WORK REQUEST →
Send every record back word for word.

PROVIDED RECORDS →
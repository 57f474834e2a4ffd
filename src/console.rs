//! 標準入力からの操作コマンド

use std::io::BufRead;
use std::sync::mpsc;
use std::thread::JoinHandle;

use crate::bridge::ConfigUpdate;

pub const HELP: &str = "\
commands:
  osc <address> [port]  set OSC destination
  port <n>              set OSC destination port
  config                show current OSC config
  cams                  list cameras
  cam <id>              switch camera
  start | stop          arm / disarm tracking
  camera on|off         start / stop the camera
  help                  this text";

#[derive(Debug, Clone, PartialEq, Eq)]
pub enum ConsoleCommand {
    UpdateConfig(ConfigUpdate),
    ShowConfig,
    ListCameras,
    SelectCamera(String),
    StartTracking,
    StopTracking,
    CameraOn,
    CameraOff,
    Help,
}

impl ConsoleCommand {
    pub fn parse(line: &str) -> Result<Self, String> {
        let mut words = line.split_whitespace();
        let Some(head) = words.next() else {
            return Err("empty command".to_string());
        };
        let rest: Vec<&str> = words.collect();

        let command = match (head, rest.as_slice()) {
            ("osc", [address]) => ConsoleCommand::UpdateConfig(ConfigUpdate::address(*address)),
            ("osc", [address, port]) => {
                ConsoleCommand::UpdateConfig(ConfigUpdate::endpoint(*address, parse_port(port)?))
            }
            ("port", [port]) => ConsoleCommand::UpdateConfig(ConfigUpdate::port(parse_port(port)?)),
            ("config", []) => ConsoleCommand::ShowConfig,
            ("cams", []) => ConsoleCommand::ListCameras,
            ("cam", [id]) => ConsoleCommand::SelectCamera(id.to_string()),
            ("start", []) => ConsoleCommand::StartTracking,
            ("stop", []) => ConsoleCommand::StopTracking,
            ("camera", ["on"]) => ConsoleCommand::CameraOn,
            ("camera", ["off"]) => ConsoleCommand::CameraOff,
            ("help", []) | ("?", []) => ConsoleCommand::Help,
            _ => return Err(format!("unknown command: {} (type 'help')", line.trim())),
        };
        Ok(command)
    }
}

fn parse_port(text: &str) -> Result<u16, String> {
    match text.parse::<u16>() {
        Ok(0) | Err(_) => Err(format!("invalid port: {}", text)),
        Ok(port) => Ok(port),
    }
}

/// stdin を読むスレッドを起動。解釈できない行はその場で stderr に出す
pub fn spawn_reader(tx: mpsc::Sender<ConsoleCommand>) -> JoinHandle<()> {
    std::thread::spawn(move || {
        let stdin = std::io::stdin();
        for line in stdin.lock().lines() {
            let Ok(line) = line else { break };
            if line.trim().is_empty() {
                continue;
            }
            match ConsoleCommand::parse(&line) {
                Ok(command) => {
                    if tx.send(command).is_err() {
                        break;
                    }
                }
                Err(e) => eprintln!("[input] {}", e),
            }
        }
    })
}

RESPONSE AREA →
repository 57f474834e2a4ffd
filename src/console.rs
//! 標準入力からの操作コマンド

use std::io::BufRead;
use std::sync::mpsc;
use std::thread::JoinHandle;

use crate::bridge::ConfigUpdate;

pub const HELP: &str = "\
commands:
  osc <address> [port]  set OSC destination
  port <n>              set OSC destination port
  config                show current OSC config
  cams                  list cameras
  cam <id>              switch camera
  start | stop          arm / disarm tracking
  camera on|off         start / stop the camera
  help                  this text";

#[derive(Debug, Clone, PartialEq, Eq)]
pub enum ConsoleCommand {
    UpdateConfig(ConfigUpdate),
    ShowConfig,
    ListCameras,
    SelectCamera(String),
    StartTracking,
    StopTracking,
    CameraOn,
    CameraOff,
    Help,
}

impl ConsoleCommand {
    pub fn parse(line: &str) -> Result<Self, String> {
        let mut words = line.split_whitespace();
        let Some(head) = words.next() else {
            return Err("empty command".to_string());
        };
        let rest: Vec<&str> = words.collect();

        let command = match (head, rest.as_slice()) {
            ("osc", [address]) => ConsoleCommand::UpdateConfig(ConfigUpdate::address(*address)),
            ("osc", [address, port]) => {
                ConsoleCommand::UpdateConfig(ConfigUpdate::endpoint(*address, parse_port(port)?))
            }
            ("port", [port]) => ConsoleCommand::UpdateConfig(ConfigUpdate::port(parse_port(port)?)),
            ("config", []) => ConsoleCommand::ShowConfig,
            ("cams", []) => ConsoleCommand::ListCameras,
            ("cam", [id]) => ConsoleCommand::SelectCamera(id.to_string()),
            ("start", []) => ConsoleCommand::StartTracking,
            ("stop", []) => ConsoleCommand::StopTracking,
            ("camera", ["on"]) => ConsoleCommand::CameraOn,
            ("camera", ["off"]) => ConsoleCommand::CameraOff,
            ("help", []) | ("?", []) => ConsoleCommand::Help,
            _ => return Err(format!("unknown command: {} (type 'help')", line.trim())),
        };
        Ok(command)
    }
}

fn parse_port(text: &str) -> Result<u16, String> {
    match text.parse::<u16>() {
        Ok(0) | Err(_) => Err(format!("invalid port: {}", text)),
        Ok(port) => Ok(port),
    }
}

/// stdin を読むスレッドを起動。解釈できない行はその場で stderr に出す
pub fn spawn_reader(tx: mpsc::Sender<ConsoleCommand>) -> JoinHandle<()> {
    std::thread::spawn(move || {
        let stdin = std::io::stdin();
        for line in stdin.lock().lines() {
            let Ok(line) = line else { break };
            if line.trim().is_empty() {
                continue;
            }
            match ConsoleCommand::parse(&line) {
                Ok(command) => {
                    if tx.send(command).is_err() {
                        break;
                    }
                }
                Err(e) => eprintln!("[input] {}", e),
            }
        }
    })
}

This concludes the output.